> [THE PROBLEM] Your answer should consist of the lines in the following data that contain "usize".

> [THE DATA]
________

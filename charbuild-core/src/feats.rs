//! Feat slots, feat eligibility and automatic class/race grants.

use crate::attributes::final_attributes;
use crate::catalog::{Catalog, Feat, FeatId, SlotKind};
use crate::character::Character;
use crate::config::EngineConfig;
use serde::{Deserialize, Serialize};
use std::collections::{BTreeMap, BTreeSet};

/// Feat every character gets unless one of its classes opts out.
pub const SIMPLE_WEAPON_FEAT: &str = "simple_weapon_proficiency";

/// Feat granted by a weapon proficiency category.
pub fn weapon_proficiency_feat(category: &str) -> Option<&'static str> {
    match category {
        "simple" => Some(SIMPLE_WEAPON_FEAT),
        "martial" => Some("martial_weapon_proficiency"),
        "exotic" => Some("exotic_weapon_proficiency"),
        _ => None,
    }
}

/// Feat granted by an armor proficiency category.
pub fn armor_proficiency_feat(category: &str) -> Option<&'static str> {
    match category {
        "light" => Some("light_armor_proficiency"),
        "medium" => Some("medium_armor_proficiency"),
        "heavy" => Some("heavy_armor_proficiency"),
        _ => None,
    }
}

pub const SHIELD_PROFICIENCY_FEAT: &str = "shield_proficiency";

/// A level-indexed opportunity to choose a feat.
#[derive(Debug, Clone, PartialEq, Eq, Serialize, Deserialize)]
pub struct FeatSlot {
    pub id: String,
    pub level: u8,
    pub kind: SlotKind,
    /// `"general"`, `"racial_<race>"` or the granting class id.
    pub source: String,
    /// Feat types or ids accepted. Empty accepts anything.
    pub restrictions: Vec<String>,
}

impl FeatSlot {
    /// Whether a feat fits this slot's restrictions.
    pub fn accepts(&self, feat: &Feat) -> bool {
        self.restrictions.is_empty()
            || self
                .restrictions
                .iter()
                .any(|r| feat.id == *r || feat.has_type(r))
    }
}

/// Whether a feat can be taken, with the reasons it cannot.
#[derive(Debug, Clone, PartialEq, Eq, Serialize, Deserialize)]
pub struct FeatEligibility {
    pub can_select: bool,
    pub reasons: Vec<String>,
}

impl Default for FeatEligibility {
    /// No reasons against, so selectable.
    fn default() -> Self {
        Self {
            can_select: true,
            reasons: Vec::new(),
        }
    }
}

/// Slot usage counts.
#[derive(Debug, Clone, Copy, PartialEq, Eq, Default, Serialize, Deserialize)]
pub struct FeatStats {
    pub total_slots: usize,
    pub general_slots: usize,
    pub bonus_slots: usize,
    pub class_slots: usize,
    pub used_slots: usize,
    pub remaining_slots: usize,
}

// ============================================================================
// Slots
// ============================================================================

/// Levels 1, 3, 6, 9, ... up to `total_level`.
pub fn general_slot_levels(total_level: u8) -> Vec<u8> {
    (1..=total_level)
        .filter(|l| *l == 1 || l % 3 == 0)
        .collect()
}

/// The generalist race's extra level-1 general slot.
pub fn racial_bonus_feat_slots(character: &Character, catalog: &Catalog) -> Vec<FeatSlot> {
    match catalog.race(&character.race_id) {
        Some(race) if race.generalist && character.total_level >= 1 => vec![FeatSlot {
            id: format!("racial_{}_1", race.id),
            level: 1,
            kind: SlotKind::General,
            source: format!("racial_{}", race.id),
            restrictions: Vec::new(),
        }],
        _ => Vec::new(),
    }
}

/// Slots opened by class bonus feat grants, counted in class levels.
pub fn class_bonus_feat_slots(character: &Character, catalog: &Catalog) -> Vec<FeatSlot> {
    let mut class_levels: BTreeMap<&str, u8> = BTreeMap::new();
    let mut slots = Vec::new();

    for entry in &character.levels {
        let counter = class_levels.entry(entry.class_id.as_str()).or_insert(0);
        *counter += 1;
        let class_level = *counter;

        let Some(class) = catalog.class(&entry.class_id) else {
            continue;
        };
        for grant in class.bonus_feats.iter().filter(|g| g.levels.contains(&class_level)) {
            slots.push(FeatSlot {
                id: format!("{}_{}_{}", class.id, class_level, grant.kind),
                level: entry.level,
                kind: grant.kind,
                source: class.id.clone(),
                restrictions: grant.restrictions.clone(),
            });
        }
    }
    slots
}

/// Every feat slot up to the current total level, ordered by level.
pub fn feat_slots(character: &Character, catalog: &Catalog) -> Vec<FeatSlot> {
    let mut slots: Vec<FeatSlot> = general_slot_levels(character.total_level)
        .into_iter()
        .map(|level| FeatSlot {
            id: format!("general_{}", level),
            level,
            kind: SlotKind::General,
            source: "general".to_string(),
            restrictions: Vec::new(),
        })
        .collect();
    slots.extend(racial_bonus_feat_slots(character, catalog));
    slots.extend(class_bonus_feat_slots(character, catalog));
    slots.sort_by_key(|s| s.level);
    slots
}

/// Number of slots opened at one level.
pub fn slots_at_level(slots: &[FeatSlot], level: u8) -> usize {
    slots.iter().filter(|s| s.level == level).count()
}

pub fn feat_stats(character: &Character, catalog: &Catalog) -> FeatStats {
    let slots = feat_slots(character, catalog);
    let count = |kind: SlotKind| slots.iter().filter(|s| s.kind == kind).count();
    let used_slots = character.levels.iter().map(|l| l.chosen_feats.len()).sum();

    FeatStats {
        total_slots: slots.len(),
        general_slots: count(SlotKind::General),
        bonus_slots: count(SlotKind::Bonus),
        class_slots: count(SlotKind::Class),
        used_slots,
        remaining_slots: slots.len().saturating_sub(used_slots),
    }
}

// ============================================================================
// Automatic feats
// ============================================================================

/// Feats implied by the character's classes.
pub fn automatic_feats(character: &Character, catalog: &Catalog) -> BTreeSet<FeatId> {
    let mut feats = BTreeSet::new();

    let opts_out = character
        .levels
        .iter()
        .filter_map(|l| catalog.class(&l.class_id))
        .any(|c| c.no_simple_weapons);
    if !opts_out {
        feats.insert(SIMPLE_WEAPON_FEAT.to_string());
    }

    for class in character.levels.iter().filter_map(|l| catalog.class(&l.class_id)) {
        let proficiencies = &class.proficiencies;
        feats.extend(
            proficiencies
                .weapons
                .iter()
                .filter_map(|w| weapon_proficiency_feat(w))
                .map(String::from),
        );
        feats.extend(
            proficiencies
                .armor
                .iter()
                .filter_map(|a| armor_proficiency_feat(a))
                .map(String::from),
        );
        if proficiencies.shields {
            feats.insert(SHIELD_PROFICIENCY_FEAT.to_string());
        }
    }
    feats
}

/// Automatic feats not yet recorded on any level.
pub fn missing_automatic_feats(character: &Character, catalog: &Catalog) -> BTreeSet<FeatId> {
    let recorded: BTreeSet<&str> = character
        .levels
        .iter()
        .flat_map(|l| l.automatic_feats.iter().map(String::as_str))
        .collect();
    automatic_feats(character, catalog)
        .into_iter()
        .filter(|f| !recorded.contains(f.as_str()))
        .collect()
}

/// Record missing automatic feats on level 1. Returns what was added.
pub fn add_missing_automatic_feats(character: &mut Character, catalog: &Catalog) -> BTreeSet<FeatId> {
    let missing = missing_automatic_feats(character, catalog);
    match character.level_mut(1) {
        Some(first) => {
            first.automatic_feats.extend(missing.iter().cloned());
            missing
        }
        None => BTreeSet::new(),
    }
}

/// The race's granted feats.
pub fn racial_feats(character: &Character, catalog: &Catalog) -> Vec<FeatId> {
    catalog
        .race(&character.race_id)
        .map(|r| r.racial_feats.clone())
        .unwrap_or_default()
}

/// Racial feats not yet on level 1.
pub fn missing_racial_feats(character: &Character, catalog: &Catalog) -> BTreeSet<FeatId> {
    let Some(first) = character.level(1) else {
        return BTreeSet::new();
    };
    racial_feats(character, catalog)
        .into_iter()
        .filter(|f| !first.automatic_feats.contains(f))
        .collect()
}

/// Merge racial feats into level 1. Feats from a previous race stay.
pub fn apply_racial_feats(character: &mut Character, catalog: &Catalog) -> BTreeSet<FeatId> {
    let missing = missing_racial_feats(character, catalog);
    if let Some(first) = character.level_mut(1) {
        first.automatic_feats.extend(missing.iter().cloned());
    }
    missing
}

// ============================================================================
// Eligibility
// ============================================================================

fn has_spellcasting_class(character: &Character, catalog: &Catalog) -> bool {
    character
        .levels
        .iter()
        .filter_map(|l| catalog.class(&l.class_id))
        .any(|c| c.spellcasting.is_some())
}

/// Prerequisites of a feat, ignoring whether it is already held.
pub fn feat_prerequisites(
    character: &Character,
    feat: &Feat,
    catalog: &Catalog,
    config: &EngineConfig,
) -> FeatEligibility {
    let mut reasons = Vec::new();
    let attributes = final_attributes(character, catalog);
    let level = character.total_level;

    for (attribute, minimum) in &feat.attribute_minimums {
        let current = attributes.get(*attribute);
        if current < *minimum {
            reasons.push(format!(
                "{} {}+ required (current: {})",
                attribute.name(),
                minimum,
                current
            ));
        }
    }

    for required in &feat.required_feats {
        if !character.has_feat(required) {
            let name = catalog.feat(required).map(|f| f.name.as_str()).unwrap_or(required.as_str());
            reasons.push(format!("Requires feat: {}", name));
        }
    }

    if feat.first_level_only && level > 1 {
        reasons.push("Only available at level 1".to_string());
    }

    if feat.epic && level < config.epic_level {
        reasons.push(format!("Epic feat requires level {}", config.epic_level));
    }

    if let Some(min) = feat.min_level {
        if level < min {
            reasons.push(format!("Requires level {}", min));
        }
    }

    if let Some(max) = feat.max_level {
        if level > max {
            reasons.push(format!("Not available after level {}", max));
        }
    }

    if feat.requires_caster() && !has_spellcasting_class(character, catalog) {
        reasons.push("Requires a spellcasting class".to_string());
    }

    FeatEligibility {
        can_select: reasons.is_empty(),
        reasons,
    }
}

/// Whether the character can take a feat right now.
pub fn can_select_feat(
    character: &Character,
    feat: &Feat,
    catalog: &Catalog,
    config: &EngineConfig,
) -> FeatEligibility {
    let mut eligibility = feat_prerequisites(character, feat, catalog, config);
    if !feat.repeatable && character.has_feat(&feat.id) {
        eligibility.reasons.insert(0, "Feat already known".to_string());
        eligibility.can_select = false;
    }
    eligibility
}

/// Catalog feats the character can place in a slot.
pub fn available_feats_for_slot<'a>(
    character: &Character,
    slot: &FeatSlot,
    catalog: &'a Catalog,
    config: &EngineConfig,
) -> Vec<&'a Feat> {
    catalog
        .feats()
        .filter(|feat| slot.accepts(feat))
        .filter(|feat| can_select_feat(character, feat, catalog, config).can_select)
        .collect()
}

// ============================================================================
// Level edits
// ============================================================================

/// Add a chosen feat to a level. Returns `false` when nothing changed.
pub fn add_feat_to_level(character: &mut Character, level: u8, feat_id: &str) -> bool {
    character
        .level_mut(level)
        .map(|entry| entry.add_feat(feat_id))
        .unwrap_or(false)
}

/// Remove a chosen feat from a level. Returns `false` when nothing changed.
pub fn remove_feat_from_level(character: &mut Character, level: u8, feat_id: &str) -> bool {
    character
        .level_mut(level)
        .map(|entry| entry.remove_feat(feat_id))
        .unwrap_or(false)
}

________

> [OUTPUT FOR THIS EXERCISE]
    pub total_slots: usize,
    pub general_slots: usize,
    pub bonus_slots: usize,
    pub class_slots: usize,
    pub used_slots: usize,
    pub remaining_slots: usize,
pub fn slots_at_level(slots: &[FeatSlot], level: u8) -> usize {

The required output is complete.